Q. The writing does not say Wood will use reasonable efforts. Cardozo reads it in. By what authority does a judge add a promise the parties did not write?

Trap: Students attribute the implied promise to 'the duty of good faith and fair dealing' or to R2d § 205. Neither phrase appears in the 1917 opinion. Cardozo is doing something earlier and more interesting: implied-in-fact reasoning from the structure of the bargain.

Board: Exclusive grant + contingent compensation + recitals = implied promise of reasonable efforts.

Push back: Find the words 'good faith' in the opinion. They are not there. What is Cardozo actually pointing to? Look at what he says about Wood's compensation.

Push to: Implied-in-fact terms supplied by context. Wood's compensation comes solely from proceeds; unless he acts, Lucy gets nothing. The exclusivity grant foreclosed Lucy from doing for herself what she had hired Wood to do. The recitals about Wood's business organization confirmed the parties expected Wood to work. The whole writing is 'instinct with an obligation, imperfectly expressed.' The case is the seed from which R2d § 205 (good faith) and UCC § 2-306(2) (best efforts in exclusive dealings) later grew, but Cardozo does it without either label.

Hypothetical · 90 sec

Vary. Same exclusive grant, but compensation is restructured as a flat $5,000 retainer paid up front, not a profit share. Wood sits idle. Lucy places endorsements herself. Does the implied promise still attach?

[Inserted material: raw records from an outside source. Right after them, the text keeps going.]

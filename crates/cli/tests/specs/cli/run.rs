//! Real runs against the fake tool.

use crate::prelude::*;

#[test]
fn runs_every_batch_except_test_run() {
    let project = Project::with_fake_tool();

    project
        .sweep()
        .args(&["--config", "sweep.json"])
        .passes()
        .stdout_has("BATCH 1/2: effect_sweep")
        .stdout_has("BATCH 2/2: with_failure")
        .stdout_has("Generated 2 parameter combinations")
        .stdout_lacks("test_run")
        .stdout_has("Total: 4, successful: 3, failed: 1, timeout: 0, error: 0");

    assert_eq!(project.tool_calls().len(), 4);
    let summary = project.summary();
    assert_eq!(summary["total_analyses"], 4);
    assert_eq!(summary["successful"], 3);
    assert_eq!(summary["failed"], 1);
    assert_eq!(summary["config_file"], "sweep.json");
}

#[test]
fn job_failures_do_not_change_exit_status() {
    let project = Project::with_fake_tool();

    project
        .sweep()
        .args(&["--config", "sweep.json", "--batch", "with_failure"])
        .passes()
        .stdout_has("failed after");

    let summary = project.summary();
    let failed = &summary["analyses"][1];
    assert_eq!(failed["name"], "fail_0.3_25_100");
    assert_eq!(failed["status"], "failed");
    assert_eq!(failed["return_code"], 2);
    assert_eq!(failed["stderr"], "analysis failed\n");
}

#[test]
fn sequential_results_keep_input_order() {
    let project = Project::with_fake_tool();

    project
        .sweep()
        .args(&["--config", "sweep.json", "--batch", "0"])
        .passes();

    let summary = project.summary();
    let names: Vec<&str> = summary["analyses"]
        .as_array()
        .unwrap()
        .iter()
        .map(|a| a["name"].as_str().unwrap())
        .collect();
    assert_eq!(names, ["qa_0.2_25_100", "qa_0.3_25_100"]);
}

#[test]
fn commands_carry_required_and_output_flags() {
    let project = Project::with_fake_tool();

    project
        .sweep()
        .args(&["--config", "sweep.json", "--test"])
        .passes();

    let calls = project.tool_calls();
    assert_eq!(calls.len(), 1);
    let call = &calls[0];
    assert!(call.starts_with("--action=cnt --source=data.db.fz --demo=demo.csv"));
    assert!(call.contains("--variable_list=0,1,2 --voi=1"));
    assert!(call.contains("--effect_size=0.5"));
    let prefix = project.results().join("qa_0.5_25_100").join("qa_0.5_25_100");
    assert!(call.ends_with(&format!("--output={}", prefix.display())));
}

#[test]
fn large_artifact_sets_increased_flag() {
    let project = Project::with_fake_tool();

    project
        .sweep()
        .args(&["--config", "sweep.json", "--test"])
        .passes();

    let summary = project.summary();
    let flags = &summary["analyses"][0]["artifact_flags"];
    assert_eq!(flags["increased"], true);
    assert_eq!(flags["decreased"], false);
}

#[test]
fn parallel_workers_run_everything() {
    let project = Project::with_fake_tool();

    project
        .sweep()
        .args(&["--config", "sweep.json", "--workers", "4"])
        .passes()
        .stdout_has("Total: 4, successful: 3, failed: 1");

    assert_eq!(project.tool_calls().len(), 4);
}

#[test]
fn custom_parameters_layer_over_defaults() {
    let project = Project::with_fake_tool();

    project
        .sweep()
        .args(&[
            "--config",
            "sweep.json",
            "--custom",
            r#"{"index_name": "iso", "permutation": [100, 200]}"#,
        ])
        .passes()
        .stdout_has("Running analysis 1/2: iso_0.3_25_100")
        .stdout_has("Running analysis 2/2: iso_0.3_25_200");

    assert_eq!(project.summary()["total_analyses"], 2);
}

#[test]
fn each_run_writes_a_log_and_a_new_summary() {
    let project = Project::with_fake_tool();

    for _ in 0..2 {
        project
            .sweep()
            .args(&["--config", "sweep.json", "--test"])
            .passes();
    }

    assert_eq!(project.summaries().len(), 2);
    assert!(!project.logs().is_empty());
    let log = std::fs::read_to_string(&project.logs()[0]).unwrap();
    assert!(log.contains("Running analysis 1/1"));
}

#[test]
fn output_flag_moves_results() {
    let project = Project::with_fake_tool();

    project
        .sweep()
        .args(&["--config", "sweep.json", "--test", "--output", "elsewhere"])
        .passes();

    assert!(project.summaries().is_empty());
    assert!(project.path().join("elsewhere/qa_0.5_25_100").is_dir());
}

#[test]
fn slow_jobs_time_out_under_env_override() {
    let project = Project::with_fake_tool();
    project.install_tool(
        r#"#!/bin/sh
case "$1" in
  --version) echo "slow-tool 1.0"; exit 0 ;;
esac
exec sleep 5
"#,
    );

    project
        .sweep()
        .env("SWEEP_TIMEOUT_MS", "200")
        .args(&["--config", "sweep.json", "--test"])
        .passes()
        .stdout_has("Total: 1, successful: 0, failed: 0, timeout: 1, error: 0");

    let summary = project.summary();
    assert_eq!(summary["timeout"], 1);
    assert_eq!(summary["analyses"][0]["status"], "timeout");
}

Point: The compensation structure was carrying Cardozo's reasoning. A flat fee removes the asymmetric-risk argument: Lucy has been paid; she has no economic stake in Wood's effort. Implication becomes harder. Tests whether students see that the contingent compensation, not the exclusivity alone, was the load-bearing fact.

Integration · 60 sec

Q. You will draft exclusive-dealing arrangements after law school. After Wood v. Lucy, what is the drafter's choice about implied effort obligations — accept the implication, write around it, or specify it?

Land: All three choices are alive. UCC § 2-306(2) codifies best efforts in goods sales by default; sophisticated parties either accept it, replace it with a defined performance standard (minimum quantities, scheduled milestones), or carefully negate it. The case is the *lifnim mishurat hadin* move — reaching inside the strict letter to enforce what fair dealing requires. It seeds the modern good-faith doctrine without naming it.

Wood v. Lucy, Lady Duff-Gordon, 222 N.Y. 88, 118 N.E. 214 (1917).